¡Hola!
I'm back!
~Happy Reading!~
•••Spielberg-Austria.
Bagaimana aku akan baik-baik saja jika Austin seakan menarik ulur perasaanku? Dia bersikap sok romantis tadi pagi dan sekarang dia justru marah-marah kemudian pergi menghabiskan malam dengan wanita jalang.
Austin Saverio Márquez lebih dari manusia menyebalkan. Dia marah karena aku akrab dengan Alexis dan Fredico sementara dia di depan mataku menggandeng Jovanna yang tersenyum penuh kemenangan.

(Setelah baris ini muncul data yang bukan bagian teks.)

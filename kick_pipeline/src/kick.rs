//! The kick-mark queue — concentric squares that shrink-in-reverse and
//! fade as they age.
//!
//! Every trigger appends a [`KickMark`] whose starting age is seeded from
//! the cycling [`FramePhase`] counter, so fresh marks appear at varying
//! initial sizes. Each rendered frame draws three nested squares per mark
//! at sizes and alphas derived from its age, then ages every mark by one.
//! A mark whose slowest-fading layer has reached zero alpha is invisible
//! under any clamping renderer and is evicted on the next advance; while
//! visible, marks are never removed and keep insertion order.

// ════════════════════════════════════════════════════════════════════════════
// FramePhase
// ════════════════════════════════════════════════════════════════════════════

/// Period of the frame-phase counter.
pub const PHASE_PERIOD: u32 = 50;

/// Counter cycling `0..PHASE_PERIOD`, ticked once per rendered frame.
///
/// Its only job is seeding the initial age of new marks, which varies
/// their starting size.
#[derive(Clone, Copy, Debug, Default, PartialEq, Eq)]
pub struct FramePhase(u32);

impl FramePhase {
    pub fn new() -> Self {
        FramePhase(0)
    }

    pub fn value(self) -> u32 {
        self.0
    }

    /// Advance one frame, wrapping at [`PHASE_PERIOD`].
    pub fn tick(&mut self) {
        self.0 = (self.0 + 1) % PHASE_PERIOD;
    }
}

// ════════════════════════════════════════════════════════════════════════════
// KickMark and its layers
// ════════════════════════════════════════════════════════════════════════════

/// One recorded pinch event on the canvas.
#[derive(Clone, Copy, Debug, PartialEq)]
pub struct KickMark {
    pub x: f32,
    pub y: f32,
    /// Frames of apparent age; seeded from the phase counter at creation
    /// and monotonically increasing by 1 per frame, never reset.
    pub age: u32,
}

/// One of the three nested squares drawn for a mark.
#[derive(Clone, Copy, Debug, PartialEq)]
pub struct KickLayer {
    /// Side length of the centered square, in pixels.
    pub side: f32,
    /// Fill alpha in 0..255 terms; may be negative once the mark is old.
    /// Clamping is the renderer's business.
    pub alpha: f32,
    /// Grayscale fill value (0 = black, 255 = white).
    pub gray: u8,
}

/// The three layers for a mark of the given age, outermost first.
pub fn layers(age: u32) -> [KickLayer; 3] {
    let t = age as f32;
    [
        KickLayer {
            side: t * 1.25,
            alpha: 255.0 - t * 1.87,
            gray: 0,
        },
        KickLayer {
            side: t * 0.8,
            alpha: 255.0 - t * 1.65,
            gray: 255,
        },
        KickLayer {
            side: t * 0.6,
            alpha: 255.0 - t * 1.34,
            gray: 255,
        },
    ]
}

/// True once every layer's alpha has decayed to zero or below.
///
/// The inner layer fades slowest (1.34 per frame), so it alone decides.
pub fn fully_faded(age: u32) -> bool {
    255.0 - age as f32 * 1.34 <= 0.0
}

// ════════════════════════════════════════════════════════════════════════════
// KickQueue
// ════════════════════════════════════════════════════════════════════════════

/// Ordered collection of live kick marks.
#[derive(Debug, Default)]
pub struct KickQueue {
    marks: Vec<KickMark>,
}

impl KickQueue {
    pub fn new() -> Self {
        KickQueue::default()
    }

    /// Record a new mark, seeding its age from the phase counter.
    pub fn push(&mut self, x: f32, y: f32, phase: FramePhase) {
        self.marks.push(KickMark {
            x,
            y,
            age: phase.value(),
        });
    }

    /// Live marks in insertion order.
    pub fn marks(&self) -> &[KickMark] {
        &self.marks
    }

    pub fn len(&self) -> usize {
        self.marks.len()
    }

    pub fn is_empty(&self) -> bool {
        self.marks.is_empty()
    }

    /// Age every mark by one frame, evicting the fully faded.
    pub fn advance(&mut self) {
        for mark in &mut self.marks {
            mark.age += 1;
        }
        self.marks.retain(|m| !fully_faded(m.age));
    }
}

// ════════════════════════════════════════════════════════════════════════════
// Tests
// ════════════════════════════════════════════════════════════════════════════
//! Landmark sources and capture control.
//!
//! The public interface is [`HandsSnapshot`] delivered over a `mpsc`
//! channel; consumers don't care whether snapshots come from a real
//! tracking backend or the keyboard/mouse simulator. [`Capture`] wraps
//! the start/stop lifecycle the UI exposes: while stopped the channel is
//! gone and the frame loop simply sees no data.

use std::sync::mpsc::{self, Receiver, Sender, TryRecvError};
use std::thread;
use std::time::Duration;

use kick_pipeline::snapshot::{HandsSnapshot, NormPoint, PinchPhase, FINGER_COUNT};

// ════════════════════════════════════════════════════════════════════════════
// LandmarkSource trait — unified interface for tracking backends
// ════════════════════════════════════════════════════════════════════════════

/// Anything that can deliver per-frame [`HandsSnapshot`]s over a channel.
///
/// A source runs on its own thread and exits when the receiving end is
/// dropped (its sends start failing).
pub trait LandmarkSource: Send + 'static {
    fn run(self: Box<Self>, tx: Sender<HandsSnapshot>);
}

/// Spawn a landmark source on its own thread and return the receiving end.
pub fn spawn_landmark_source<S: LandmarkSource>(source: S) -> Receiver<HandsSnapshot> {
    let (tx, rx) = mpsc::channel();
    thread::spawn(move || Box::new(source).run(tx));
    rx
}

// ════════════════════════════════════════════════════════════════════════════
// PhaseTracker — pressed/released edges → pinch phase streams
// ════════════════════════════════════════════════════════════════════════════

/// Turns a per-slot pressed flag into the four-phase pinch stream:
/// press edge → `Start`, held → `Held`, release edge → `End`, otherwise
/// `Idle`. One tracker per hand.
#[derive(Debug, Default)]
pub struct PhaseTracker {
    pressed: [bool; FINGER_COUNT],
    previous: [bool; FINGER_COUNT],
}

impl PhaseTracker {
    pub fn set_pressed(&mut self, finger: usize, down: bool) {
        if finger < FINGER_COUNT {
            self.pressed[finger] = down;
        }
    }

    /// Phases for this frame; advances the edge state.
    pub fn step(&mut self) -> Vec<PinchPhase> {
        let phases = (0..FINGER_COUNT)
            .map(|f| match (self.previous[f], self.pressed[f]) {
                (false, true) => PinchPhase::Start,
                (true, true) => PinchPhase::Held,
                (true, false) => PinchPhase::End,
                (false, false) => PinchPhase::Idle,
            })
            .collect();
        self.previous = self.pressed;
        phases
    }
}

// ════════════════════════════════════════════════════════════════════════════
// SimLandmarkSource — mouse/keyboard simulation
// ════════════════════════════════════════════════════════════════════════════

/// Raw input event forwarded from the window to the simulator.
#[derive(Clone, Copy, Debug, PartialEq)]
pub enum SimInput {
    /// Cursor moved; coordinates normalized to [0, 1] of the window.
    CursorMoved { x: f32, y: f32 },
    /// A simulated pinch (mouse button or number key) went down.
    PinchDown { finger: usize },
    /// The simulated pinch was released.
    PinchUp { finger: usize },
}

/// Landmark source driven by [`SimInput`] events from the window.
///
/// Emits one single-hand snapshot per tick at roughly the render rate.
/// All 21 landmarks sit at the cursor, pre-mirrored so the detector's
/// horizontal flip puts marks back under the pointer.
pub struct SimLandmarkSource {
    pub rx: Receiver<SimInput>,
}

impl LandmarkSource for SimLandmarkSource {
    fn run(self: Box<Self>, tx: Sender<HandsSnapshot>) {
        let mut cursor = NormPoint::new(0.5, 0.5);
        let mut tracker = PhaseTracker::default();

        loop {
            loop {
                match self.rx.try_recv() {
                    Ok(SimInput::CursorMoved { x, y }) => cursor = NormPoint::new(x, y),
                    Ok(SimInput::PinchDown { finger }) => tracker.set_pressed(finger, true),
                    Ok(SimInput::PinchUp { finger }) => tracker.set_pressed(finger, false),
                    Err(TryRecvError::Empty) => break,
                    Err(TryRecvError::Disconnected) => return,
                }
            }

            // Undo the detector's mirror so the mark lands at the cursor.
            let tip = NormPoint::new(1.0 - cursor.x, cursor.y);
            let snapshot = HandsSnapshot {
                pinch_states: vec![tracker.step()],
                landmarks: vec![vec![tip; 21]],
            };
            if tx.send(snapshot).is_err() {
                return;
            }

            thread::sleep(Duration::from_millis(16));
        }
    }
}

// ════════════════════════════════════════════════════════════════════════════
// Capture — start/stop lifecycle around a source
// ════════════════════════════════════════════════════════════════════════════

/// UI-visible capture state.
#[derive(Clone, Copy, Debug, PartialEq, Eq)]
pub enum CaptureState {
    /// No source running.
    Stopped,
    /// Source spawned, no snapshot seen yet.
    Loading,
    /// Snapshots flowing.
    Started,
}

/// Owns the snapshot channel for the active source, if any.
///
/// `latest()` drains the channel and keeps only the newest snapshot —
/// frames are never queued up, matching the one-snapshot-per-frame
/// contract with the tracking engine.
pub struct Capture {
    state: CaptureState,
    rx: Option<Receiver<HandsSnapshot>>,
    sim_tx: Option<Sender<SimInput>>,
}

impl Capture {
    pub fn new() -> Self {
        Capture {
            state: CaptureState::Stopped,
            rx: None,
            sim_tx: None,
        }
    }

    pub fn state(&self) -> CaptureState {
        self.state
    }

    /// Spawn the simulation source and begin capturing.
    pub fn start(&mut self) {
        if self.state != CaptureState::Stopped {
            return;
        }
        let (sim_tx, sim_rx) = mpsc::channel();
        self.rx = Some(spawn_landmark_source(SimLandmarkSource { rx: sim_rx }));
        self.sim_tx = Some(sim_tx);
        self.state = CaptureState::Loading;
        log::info!("capture started (simulation source)");
    }

    /// Stop capturing. Dropping the channel ends the source thread.
    pub fn stop(&mut self) {
        self.rx = None;
        self.sim_tx = None;
        self.state = CaptureState::Stopped;
        log::info!("capture stopped");
    }

    pub fn toggle(&mut self) {
        if self.state == CaptureState::Stopped {
            self.start();
        } else {
            self.stop();
        }
    }

    /// Forward a window input event to the simulation source.
    pub fn send_input(&self, input: SimInput) {
        if let Some(tx) = &self.sim_tx {
            let _ = tx.send(input);
        }
    }

    /// Newest snapshot this frame, or `None` when stopped / nothing new.
    pub fn latest(&mut self) -> Option<HandsSnapshot> {
        let mut newest = None;
        let mut disconnected = false;
        match &self.rx {
            None => return None,
            Some(rx) => loop {
                match rx.try_recv() {
                    Ok(snap) => newest = Some(snap),
                    Err(TryRecvError::Empty) => break,
                    Err(TryRecvError::Disconnected) => {
                        disconnected = true;
                        break;
                    }
                }
            },
        }
        if disconnected {
            self.stop();
            return None;
        }
        if newest.is_some() && self.state == CaptureState::Loading {
            self.state = CaptureState::Started;
        }
        newest
    }
}

impl Default for Capture {
    fn default() -> Self {
        Capture::new()
    }
}

// ════════════════════════════════════════════════════════════════════════════
// Tests
// ════════════════════════════════════════════════════════════════════════════

#[cfg(test)]
mod tests {
    use super::*;

    #[test]
    fn tracker_emits_start_held_end_idle() {
        let mut tracker = PhaseTracker::default();
        tracker.set_pressed(0, true);
        assert_eq!(tracker.step()[0], PinchPhase::Start);
        assert_eq!(tracker.step()[0], PinchPhase::Held);
        tracker.set_pressed(0, false);
        assert_eq!(tracker.step()[0], PinchPhase::End);
        assert_eq!(tracker.step()[0], PinchPhase::Idle);
    }

    #[test]
    fn tracker_fingers_are_independent() {
        let mut tracker = PhaseTracker::default();
        tracker.set_pressed(1, true);
        let phases = tracker.step();
        assert_eq!(phases[0], PinchPhase::Idle);
        assert_eq!(phases[1], PinchPhase::Start);
        assert_eq!(phases.len(), FINGER_COUNT);
    }

    #[test]
    fn tracker_ignores_out_of_range_finger() {
        let mut tracker = PhaseTracker::default();
        tracker.set_pressed(FINGER_COUNT, true);
        assert!(tracker.step().iter().all(|&p| p == PinchPhase::Idle));
    }

    #[test]
    fn capture_lifecycle() {
        let mut capture = Capture::new();
        assert_eq!(capture.state(), CaptureState::Stopped);
        assert!(capture.latest().is_none());

        capture.start();
        assert_eq!(capture.state(), CaptureState::Loading);

        // The sim source ticks every ~16 ms; wait for a snapshot.
        let mut got = None;
        for _ in 0..100 {
            if let Some(snap) = capture.latest() {
                got = Some(snap);
                break;
            }
            thread::sleep(Duration::from_millis(5));
        }
        assert!(got.is_some());
        assert_eq!(capture.state(), CaptureState::Started);

        capture.stop();
        assert_eq!(capture.state(), CaptureState::Stopped);
        assert!(capture.latest().is_none());
    }

    #[test]
    fn sim_source_reports_pinch_at_cursor() {
        let mut capture = Capture::new();
        capture.start();
        capture.send_input(SimInput::CursorMoved { x: 0.8, y: 0.5 });
        capture.send_input(SimInput::PinchDown { finger: 0 });

        let mut started = None;
        for _ in 0..200 {
            if let Some(snap) = capture.latest() {
                if snap.pinch_states[0][0] == PinchPhase::Start {
                    started = Some(snap);
                    break;
                }
            }
            thread::sleep(Duration::from_millis(5));
        }
        let snap = started.expect("no Start phase seen");
        // Pre-mirrored: cursor x 0.8 is emitted as landmark x 0.2.
        let tip = snap.fingertip(0, 0).unwrap();
        assert!((tip.x - 0.2).abs() < 1e-6);
        assert!((tip.y - 0.5).abs() < 1e-6);
    }
}
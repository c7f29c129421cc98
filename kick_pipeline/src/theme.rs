//! Color themes shared by the ambient layer.
//!
//! Colors are packed ARGB (`0xAARRGGBB`, always opaque here). One theme
//! is picked at startup from the configured list and never changes for
//! the session.

use rand::seq::SliceRandom;
use rand::Rng;

/// A particle palette plus the ambient surface's background.
#[derive(Clone, Debug, PartialEq)]
pub struct Theme {
    pub colors: Vec<u32>,
    pub background: u32,
}

/// Pastel palette used by the default theme.
const PASTEL: [u32; 6] = [
    0xFFC7E9B4, // green
    0xFFF7BBBB, // pink
    0xFF89CCD4, // cyan
    0xFF65A2CC, // blue
    0xFF927DC9, // violet
    0xFFFED976, // amber
];

fn pastel_on_white() -> Theme {
    Theme {
        colors: PASTEL.to_vec(),
        background: 0xFFFFFFFF,
    }
}

/// All configured themes. A single entry today; `pick` still chooses
/// randomly so adding themes costs nothing.
fn all() -> Vec<Theme> {
    vec![pastel_on_white()]
}

impl Theme {
    /// Choose the session theme.
    pub fn pick<R: Rng>(rng: &mut R) -> Theme {
        all().choose(rng).cloned().unwrap_or_else(pastel_on_white)
    }

    /// A random color from this theme's palette.
    pub fn random_color<R: Rng>(&self, rng: &mut R) -> u32 {
        *self.colors.choose(rng).unwrap_or(&self.background)
    }
}

// ════════════════════════════════════════════════════════════════════════════
// Tests
// ════════════════════════════════════════════════════════════════════════════
use std::f64::consts::PI;

/// Converts a longitude from the server's 0..360 west-positive convention
/// to signed degrees east in (-180, 180].
///
/// Inputs are expected to already lie in [0, 360); nothing is normalized.
pub fn convert_longitude(longitude: f64) -> f64 {
    if longitude < 180.0 {
        -longitude
    } else {
        360.0 - longitude
    }
}

/// Arccosine of `numerator / denominator` that keeps the sign of the
/// denominator, similar to what `atan2` does for the tangent.
///
/// Returns `acos` for a positive denominator, `PI + acos` for a negative
/// one and 0 when the denominator is zero.
pub fn quadrant_arccos(numerator: f64, denominator: f64) -> f64 {
    if denominator > 0.0 {
        (numerator / denominator).acos()
    } else if denominator < 0.0 {
        PI + (numerator / denominator).acos()
    } else {
        0.0
    }
}
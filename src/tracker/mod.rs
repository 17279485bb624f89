mod cycle;
mod error;
mod overlay;
mod runner;
mod session;

pub use overlay::{vertex_line, OverlayPaths};
pub use runner::Runner;
pub use session::{TrackerConfig, TrackingSession, UpdateInterval};
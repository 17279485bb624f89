mod convert;
mod footprint;

pub use convert::{convert_longitude, quadrant_arccos};
pub use footprint::{range_circle, RangeCircleVertex};

/// Earth radius used for footprint geometry, in km.
pub const EARTH_RADIUS_KM: f64 = 6378.16;
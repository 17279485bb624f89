use std::path::{Path, PathBuf};

use serde::{Deserialize, Deserializer};
use thiserror::Error;

use crate::render::Renderer;

#[derive(Debug, Error)]
pub enum ConfigError {
    #[error("IO error: {0}")]
    Io(#[from] std::io::Error),
    #[error("YAML parse error: {0}")]
    Yaml(#[from] serde_yaml::Error),
}

/// Optional settings file; command line flags take precedence.
#[derive(Debug, Clone, Default, Deserialize)]
#[serde(default, deny_unknown_fields)]
pub struct Config {
    pub host: Option<String>,
    pub service: Option<String>,
    pub track: Option<String>,
    pub zoom: bool,
    #[serde(deserialize_with = "deserialize_interval")]
    pub interval: Option<u64>,
    pub renderer: Option<Renderer>,
    pub extra: Option<String>,
    pub output_dir: Option<PathBuf>,
    pub global_config: Option<PathBuf>,
}

impl Config {
    pub fn from_file(path: &Path) -> Result<Self, ConfigError> {
        let content = std::fs::read_to_string(path)?;
        Self::from_str(&content)
    }

    pub fn from_str(yaml: &str) -> Result<Self, ConfigError> {
        Ok(serde_yaml::from_str(yaml)?)
    }
}

/// Accepts whole seconds (`30`) or a humantime duration (`"1m 30s"`).
fn deserialize_interval<'de, D>(deserializer: D) -> Result<Option<u64>, D::Error>
where
    D: Deserializer<'de>,
{
    #[derive(Deserialize)]
    #[serde(untagged)]
    enum Interval {
        Seconds(u64),
        Text(String),
    }

    match Option::<Interval>::deserialize(deserializer)? {
        None => Ok(None),
        Some(Interval::Seconds(secs)) => Ok(Some(secs)),
        Some(Interval::Text(text)) => match text.trim().parse() {
            Ok(secs) => Ok(Some(secs)),
            Err(_) => humantime::parse_duration(text.trim())
                .map(|d| Some(d.as_secs()))
                .map_err(serde::de::Error::custom),
        },
    }
}
use std::ffi::CString;
use std::io::ErrorKind;
use std::net::{SocketAddr, ToSocketAddrs, UdpSocket};
use std::sync::{Mutex, PoisonError};
use std::time::Duration;

use super::error::PredictError;
use super::parsing::{parse_list, parse_qth, parse_sat, parse_time};
use super::types::{GroundStation, SatelliteObservation};

pub const DEFAULT_HOST: &str = "localhost";
pub const DEFAULT_SERVICE: &str = "predict";

const REPLY_TIMEOUT: Duration = Duration::from_secs(1);
const MAX_DATAGRAM: usize = 1024;

/// `getservbyname` hands out a pointer into static storage.
static SERVICES_DB: Mutex<()> = Mutex::new(());

/// Request/response access to a prediction server.
pub trait Predict {
    /// Sends one command and returns the raw reply text.
    fn send_command(&self, command: &str) -> Result<String, PredictError>;

    fn get_qth(&self) -> Result<GroundStation, PredictError> {
        parse_qth(&self.send_command("GET_QTH")?)
    }

    fn get_list(&self) -> Result<Vec<String>, PredictError> {
        Ok(parse_list(&self.send_command("GET_LIST")?))
    }

    fn get_sat(&self, name: &str) -> Result<SatelliteObservation, PredictError> {
        parse_sat(&self.send_command(&format!("GET_SAT {}", name))?)
    }

    fn get_time(&self) -> Result<i64, PredictError> {
        parse_time(&self.send_command("GET_TIME")?)
    }
}

/// UDP client; every command uses a fresh socket.
#[derive(Debug, Clone)]
pub struct PredictClient {
    host: String,
    service: String,
    timeout: Duration,
}

impl PredictClient {
    pub fn new(host: impl Into<String>, service: impl Into<String>) -> Self {
        Self {
            host: host.into(),
            service: service.into(),
            timeout: REPLY_TIMEOUT,
        }
    }

    #[cfg(test)]
    fn with_timeout(mut self, timeout: Duration) -> Self {
        self.timeout = timeout;
        self
    }

    pub fn host(&self) -> &str {
        &self.host
    }

    /// Server address for the configured host and service.
    pub fn server_addr(&self) -> Result<SocketAddr, PredictError> {
        let port = resolve_port(&self.service)?;
        resolve_host(&self.host, port)
    }
}

impl Predict for PredictClient {
    fn send_command(&self, command: &str) -> Result<String, PredictError> {
        let addr = self.server_addr()?;

        let socket = UdpSocket::bind(("0.0.0.0", 0))?;
        socket.set_read_timeout(Some(self.timeout))?;
        socket.send_to(format!("{}\n", command).as_bytes(), addr)?;
        log::trace!("-> {} {:?}", addr, command);

        let mut buf = [0u8; MAX_DATAGRAM];
        let (len, _) = socket.recv_from(&mut buf).map_err(|e| match e.kind() {
            ErrorKind::WouldBlock | ErrorKind::TimedOut => {
                PredictError::Timeout(command.to_string())
            }
            _ => PredictError::Io(e),
        })?;

        let reply = std::str::from_utf8(&buf[..len])
            .map_err(|_| PredictError::Decode(command.to_string()))?;
        log::trace!("<- {} {} bytes", addr, len);
        Ok(reply.to_string())
    }
}

/// Port for a UDP service name, falling back to reading the name as a number.
pub fn resolve_port(service: &str) -> Result<u16, PredictError> {
    lookup_service(service)
        .or_else(|| service.trim().parse().ok())
        .ok_or_else(|| PredictError::UnknownService {
            service: service.to_string(),
        })
}

fn lookup_service(service: &str) -> Option<u16> {
    let name = CString::new(service).ok()?;
    let proto = CString::new("udp").ok()?;

    let _guard = SERVICES_DB.lock().unwrap_or_else(PoisonError::into_inner);
    // SAFETY: both arguments are NUL-terminated and outlive the call; the
    // lock keeps other lookups out until the port is copied.
    unsafe {
        let entry = libc::getservbyname(name.as_ptr(), proto.as_ptr());
        if entry.is_null() {
            None
        } else {
            Some(u16::from_be((*entry).s_port as u16))
        }
    }
}

fn resolve_host(host: &str, port: u16) -> Result<SocketAddr, PredictError> {
    let mut addrs = (host, port)
        .to_socket_addrs()
        .map_err(|source| PredictError::Resolve {
            host: host.to_string(),
            source,
        })?;
    addrs
        .find(SocketAddr::is_ipv4)
        .ok_or_else(|| PredictError::NoAddress(host.to_string()))
}
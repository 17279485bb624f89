use thiserror::Error;

use crate::predict::PredictError;
use crate::render::RenderError;

#[derive(Debug, Error)]
pub enum TrackerError {
    #[error("predict error: {0}")]
    Predict(#[from] PredictError),
    #[error("server returned an empty satellite list")]
    EmptySatelliteList,
    #[error("overlay write error: {0}")]
    Io(#[from] std::io::Error),
    #[error("renderer error: {0}")]
    Render(#[from] RenderError),
}

impl TrackerError {
    /// Whether the poll loop should give up instead of waiting for the next cycle.
    pub fn is_fatal(&self) -> bool {
        match self {
            TrackerError::Predict(e) => e.is_fatal(),
            TrackerError::Io(_) => true,
            TrackerError::EmptySatelliteList | TrackerError::Render(_) => false,
        }
    }
}
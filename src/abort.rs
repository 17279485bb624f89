/// Abort signal sent when the poll loop should stop.
/// Sent from the ctrl-c handler; receiving it ends the loop before the next cycle.
#[derive(Debug, Clone)]
pub struct AbortSignal {
    pub reason: String,
}
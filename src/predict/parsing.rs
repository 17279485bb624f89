use std::str::FromStr;

use super::error::PredictError;
use super::types::{GroundStation, SatelliteObservation, Visibility};
use crate::geo::convert_longitude;

const QTH_FIELDS: usize = 4;
const SAT_FIELDS: usize = 13;

pub fn parse_qth(reply: &str) -> Result<GroundStation, PredictError> {
    let fields: Vec<&str> = reply.splitn(QTH_FIELDS, '\n').collect();
    if fields.len() < QTH_FIELDS {
        return Err(PredictError::Arity {
            command: "GET_QTH".into(),
            expected: QTH_FIELDS,
            found: fields.len(),
        });
    }

    Ok(GroundStation {
        callsign: fields[0].to_string(),
        latitude_deg: number("latitude", fields[1])?,
        longitude_deg: convert_longitude(west_longitude("longitude", fields[2])?),
    })
}

/// Satellite names in server order, blank lines dropped.
pub fn parse_list(reply: &str) -> Vec<String> {
    reply
        .split('\n')
        .filter(|name| !name.is_empty())
        .map(String::from)
        .collect()
}

pub fn parse_sat(reply: &str) -> Result<SatelliteObservation, PredictError> {
    let fields: Vec<&str> = reply.splitn(SAT_FIELDS, '\n').collect();
    if fields.len() < SAT_FIELDS {
        return Err(PredictError::Arity {
            command: "GET_SAT".into(),
            expected: SAT_FIELDS,
            found: fields.len(),
        });
    }

    let sub_longitude_west_deg = west_longitude("sub-satellite longitude", fields[1])?;

    Ok(SatelliteObservation {
        name: fields[0].to_string(),
        sub_longitude_west_deg,
        sub_longitude_deg: convert_longitude(sub_longitude_west_deg),
        sub_latitude_deg: number("sub-satellite latitude", fields[2])?,
        azimuth_deg: number("azimuth", fields[3])?,
        elevation_deg: number("elevation", fields[4])?,
        next_event_time: number("next event time", fields[5])?,
        footprint_km: number("footprint", fields[6])?,
        slant_range_km: number("slant range", fields[7])?,
        altitude_km: number("altitude", fields[8])?,
        velocity_km_s: number("velocity", fields[9])?,
        orbit_number: number("orbit number", fields[10])?,
        visibility: Visibility::from_code(fields[11]),
        trailer: fields[12].to_string(),
    })
}

pub fn parse_time(reply: &str) -> Result<i64, PredictError> {
    number("server time", reply)
}

fn number<T: FromStr>(field: &'static str, value: &str) -> Result<T, PredictError> {
    value.trim().parse().map_err(|_| PredictError::Field {
        field,
        value: value.to_string(),
    })
}

/// Server longitudes are west-positive degrees in [0, 360).
fn west_longitude(field: &'static str, value: &str) -> Result<f64, PredictError> {
    let longitude: f64 = number(field, value)?;
    if !(0.0..360.0).contains(&longitude) {
        return Err(PredictError::Field {
            field,
            value: value.to_string(),
        });
    }
    Ok(longitude)
}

Seharusnya laki-laki itu tidak boleh bersikap demikian. Logisnya, jika dia dingin padaku maka aku akan mencari orang lain agar tidak kesepian. Apakah aku harus menghabiskan hari dengan menunggu es di kutub mencair? Ia bahkan tidak mengajakku bicara sejak pulang dari mansion ayahnya. Ah, kurasa sebelum itu kami juga tidak bicara.
Aku masih belum kembali ke Barcelona. Hari Rabu nanti akan ada tes di sirkuit Austria. Bahkan selama berada di sini aku dan Austin tidak saling bertegur sapa. Ia hanya menyuruhku semaunya tanpa memandang wajahku. Itu sangat menjengkelkan.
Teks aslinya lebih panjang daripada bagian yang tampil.